La protección de los recursos naturales, los bosques, los ecosistemas, y el medio ambiente en general, ha sido una de nuestras prioridades tanto en el Congreso como nuestro día a día. Las buenas prácticas, la coherencia y la conciencia ambientales son la clave para contribuir a un verdadero cambio que nos beneficie ahora, pero sobretodo, que nos permita entregarle a las futuras generaciones un planeta vivo y sano.

El Día del Árbol es hoy nuestro pretexto para exponer algunos datos relevantes y preocupantes sobre los bosques en Colombia y cuál es nuestra apuesta para recuperar los que hemos perdido.

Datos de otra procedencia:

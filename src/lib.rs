//! # request-logger
//!
//! Request/response logging middleware with sensitive-data masking.
//!
//! The [`RequestLoggingLayer`] intercepts each request routed through the
//! middleware chain, captures method, URI, headers, query parameters, bodies
//! and timing, redacts sensitive values through configurable masking rules,
//! renders the result through `{{placeholder}}` templates and hands two
//! finished lines (request, response) to a log sink.
//!
//! What gets captured is decided per request: a route can carry an
//! [`EndpointOverride`] whose flags replace the global
//! [`RequestLoggingProperties`] outright, and whose masking rules run in
//! addition to the global ones. Logging is best-effort everywhere; a request
//! that would have succeeded can never fail because of this layer.
//!
//! ## Example
//!
//! ```rust
//! use http::Method;
//! use request_logger::{
//!     EndpointOverride, OverrideRegistry, RequestLoggingLayer, RequestLoggingMetrics,
//!     RequestLoggingProperties,
//! };
//!
//! let registry = OverrideRegistry::new()
//!     .route(Method::GET, "/health")
//!     .route_with(
//!         Method::POST,
//!         "/users",
//!         EndpointOverride::new()
//!             .mask_pattern("password:.*:***")
//!             .include_timing(false),
//!     );
//!
//! let layer = RequestLoggingLayer::new(RequestLoggingProperties::default())
//!     .expect("valid configuration")
//!     .with_registry(registry)
//!     .with_metrics(RequestLoggingMetrics::new())
//!     .with_config_endpoint("/request-logger/config");
//! # let _ = layer;
//! ```

#![warn(missing_docs)]
#![warn(rustdoc::missing_crate_level_docs)]

pub mod capture;
pub mod endpoint;
pub mod interceptor;
pub mod mask;
pub mod metrics;
pub mod middleware;
pub mod properties;
pub mod request;
pub mod response;
pub mod template;
pub mod util;

pub use capture::{
    is_excluded_header, should_capture, should_log, CaptureField, EndpointOverride,
    OverrideRegistry, RegisteredRoute,
};
pub use endpoint::{ConfigEndpoint, ConfigUpdate};
pub use interceptor::{
    ConsoleSink, CorrelationId, HandlerError, LogLevel, LogSink, RequestLoggingLayer, TracingSink,
};
pub use mask::{MaskOutcome, MaskRule, Masker, SharedMasker};
pub use metrics::RequestLoggingMetrics;
pub use middleware::{BoxedNext, LayerStack, MiddlewareLayer};
pub use properties::{
    MaskingPattern, PropertiesError, RequestLoggingProperties, SharedProperties,
};
pub use request::Request;
pub use response::{buffer_body, json_response, Response};
pub use template::{LogRecord, LoggingTemplate, TemplateSet, TemplateSetBuilder};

  • En el 58,5% del territorio nacional es bosque. Gran parte de este es protegido por las comunidades étnicas.
  • Se calcula que cada día, Colombia pierde 611 hectáreas de bosque junto a la fauna y flora que albergan. Esto repercute gravemente en el equilibrio de ecosistemas.
  • Colombia perdió cerca de 570.000 ha de bosque, entre 2017 y 2019, y solo en los tres primeros meses del 2020, se perdieron 64.000.
  • Las principales causas de deforestación en Colombia son la ejecución de políticas inadecuadas de ocupación y utilización del territorio, los cultivos de uso ilícito, los megaproyectos, el desarrollo de la infraestructura vial, la extracción ilícita de minerales y los incendios forestales.
  • El 45% del territorio nacional se utiliza para fines diferentes a su vocación. Por ejemplo, en 1993 la ganadería ocupaba 40.1 millones de hectáreas, mientras que su potencial de uso se reducía a 15.3 millones.
  • 50% de los suelos del territorio nacional presentan algún grado de erosión, de los cuales el 24.4% es de carácter severo.
  • Cerca de 2.194 plantas y 503 animales están amenazados en Colombia por la desaparición de bosques y selvas.

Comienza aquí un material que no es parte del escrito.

//! Minimal middleware seam the logging layer plugs into.
//!
//! The host framework is expected to drive a chain of [`MiddlewareLayer`]s
//! around its handler. [`LayerStack`] is a reference executor used by the
//! integration tests; any server that can call `layer.call(req, next)` can
//! host the logging layer directly.

use crate::request::Request;
use crate::response::Response;
use std::future::Future;
use std::pin::Pin;
use std::sync::Arc;

/// Continuation invoking the rest of the chain (and ultimately the handler).
pub type BoxedNext =
    Arc<dyn Fn(Request) -> Pin<Box<dyn Future<Output = Response> + Send + 'static>> + Send + Sync>;

/// A middleware layer wrapping request handling.
pub trait MiddlewareLayer: Send + Sync + 'static {
    /// Process `req`, calling `next` to continue the chain.
    fn call(
        &self,
        req: Request,
        next: BoxedNext,
    ) -> Pin<Box<dyn Future<Output = Response> + Send + 'static>>;

    /// Clone this layer into a boxed trait object.
    fn clone_box(&self) -> Box<dyn MiddlewareLayer>;
}

impl Clone for Box<dyn MiddlewareLayer> {
    fn clone(&self) -> Self {
        self.clone_box()
    }
}

/// An ordered stack of middleware layers.
///
/// Layers execute outermost-first on the way in and unwind in reverse on the
/// way out, which is what lets the logging layer observe both phases of a
/// request around the handler.
#[derive(Clone, Default)]
pub struct LayerStack {
    layers: Vec<Box<dyn MiddlewareLayer>>,
}

impl LayerStack {
    /// Create an empty stack.
    pub fn new() -> Self {
        Self { layers: Vec::new() }
    }

    /// Append a layer; earlier layers run outermost.
    pub fn push(&mut self, layer: Box<dyn MiddlewareLayer>) {
        self.layers.push(layer);
    }

    /// Whether the stack holds no layers.
    pub fn is_empty(&self) -> bool {
        self.layers.is_empty()
    }

    /// Number of layers in the stack.
    pub fn len(&self) -> usize {
        self.layers.len()
    }

    /// Run `req` through every layer and finally `handler`.
    pub fn execute(
        &self,
        req: Request,
        handler: BoxedNext,
    ) -> Pin<Box<dyn Future<Output = Response> + Send + 'static>> {
        if self.layers.is_empty() {
            return handler(req);
        }

        // Build the chain from the inside out so the first layer pushed
        // ends up outermost.
        let mut next = handler;
        for layer in self.layers.iter().rev() {
            let layer = layer.clone_box();
            let current_next = next;
            next = Arc::new(move |req: Request| {
                let layer = layer.clone_box();
                let next = current_next.clone();
                Box::pin(async move { layer.call(req, next).await })
                    as Pin<Box<dyn Future<Output = Response> + Send + 'static>>
            });
        }

        next(req)
    }
}

#[cfg(test)]
mod tests {
    use super::*;
    use bytes::Bytes;
    use http::{Method, StatusCode};
    use http_body_util::Full;

    fn make_request(method: Method, path: &str) -> Request {
        Request::from_http(
            http::Request::builder()
                .method(method)
                .uri(path)
                .body(Bytes::new())
                .unwrap(),
        )
    }

    fn text_handler(status: StatusCode, body: &'static str) -> BoxedNext {
        Arc::new(move |_req: Request| {
            Box::pin(async move {
                http::Response::builder()
                    .status(status)
                    .body(Full::new(Bytes::from(body)))
                    .unwrap()
            }) as Pin<Box<dyn Future<Output = Response> + Send + 'static>>
        })
    }

    #[derive(Clone)]
    struct TagLayer {
        tag: &'static str,
        seen: Arc<std::sync::Mutex<Vec<(&'static str, &'static str)>>>,
    }

    impl MiddlewareLayer for TagLayer {
        fn call(
            &self,
            req: Request,
            next: BoxedNext,
        ) -> Pin<Box<dyn Future<Output = Response> + Send + 'static>> {
            let tag = self.tag;
            let seen = self.seen.clone();
            Box::pin(async move {
                seen.lock().unwrap().push((tag, "pre"));
                let response = next(req).await;
                seen.lock().unwrap().push((tag, "post"));
                response
            })
        }

        fn clone_box(&self) -> Box<dyn MiddlewareLayer> {
            Box::new(self.clone())
        }
    }

    #[tokio::test]
    async fn empty_stack_calls_handler_directly() {
        let stack = LayerStack::new();
        let req = make_request(Method::GET, "/ping");
        let response = stack.execute(req, text_handler(StatusCode::OK, "pong")).await;
        assert_eq!(response.status(), StatusCode::OK);
    }

    #[tokio::test]
    async fn layers_wrap_handler_in_order() {
        let seen = Arc::new(std::sync::Mutex::new(Vec::new()));
        let mut stack = LayerStack::new();
        stack.push(Box::new(TagLayer { tag: "outer", seen: seen.clone() }));
        stack.push(Box::new(TagLayer { tag: "inner", seen: seen.clone() }));
        assert_eq!(stack.len(), 2);

        let req = make_request(Method::GET, "/order");
        let response = stack.execute(req, text_handler(StatusCode::OK, "ok")).await;
        assert_eq!(response.status(), StatusCode::OK);

        let order = seen.lock().unwrap();
        assert_eq!(
            *order,
            vec![
                ("outer", "pre"),
                ("inner", "pre"),
                ("inner", "post"),
                ("outer", "post"),
            ]
        );
    }
}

Es por esto que proponemos el Proyecto de Ley 116 de 2020 Senado, el cual busca: 

  • Establecer la creación del Área de Vida en cada uno de los municipios del país a través de la siembra de 5 o más árboles nativos, de parte de la ciudadanía, en el marco de la responsabilidad ambiental.
  • Obligar a las empresas a desarrollar programas de restauración activa, preferiblemente en las cuencas hidrográficas, sembrando un árbol por cada uno de sus empleados o trabajadores.
  • Certificar a las empresas y ciudadanos que han cumplido con el deber de sembrar árboles para acceder a ciertos incentivos.
  • Obligar a incorporar un componente de reforestación de bosques en todos los proyectos ambientales escolares, de parte de las instituciones educativas.
  • Articular esfuerzos entre las Instituciones de educación superior, junto a las secretarías de planeación municipales y corporaciones autónomas regionales, para garantizar la siembra de parte de las comunidades educativas.
  • Articular sistemas de información que monitoreen el proceso de restauración hecho por la ciudadanía, las empresas y autoridades locales y ambientales.
  • Formular estrategias locales de participación y gobernanza forestal, donde se incentive el manejo, conservación y monitoreo de las Áreas de Vida, de parte de las comunidades y actores académicos, sin ánimo de lucro y privados.
  • Destinar recursos para la conservación de las Áreas de Vida de parte de las autoridades ambientales.

Posibles beneficios del Proyecto de Ley:

  • Se incentivarían territorios resilientes y bajos en carbono, para enfrentar el cambio climático
  • Se recuperarían, a largo plazo, ecosistemas destruidos por los cambios del uso del suelo en el país
  • Se generarían instrumentos de conservación con las comunidades, garantizando sus actividades de subsistencia y la existencia de los bosques.
  • Se mejoraría la calidad de vida de las comunidades que estén cerca a las áreas sujetas de restauración.
  • Se incentivaría la responsabilidad ambiental ciudadana y empresarial, para reparar el impacto generado en nuestros recursos naturales
  • Se mejoraría la calidad ecológica de los ecosistemas y los recursos naturales de los cuales dependemos.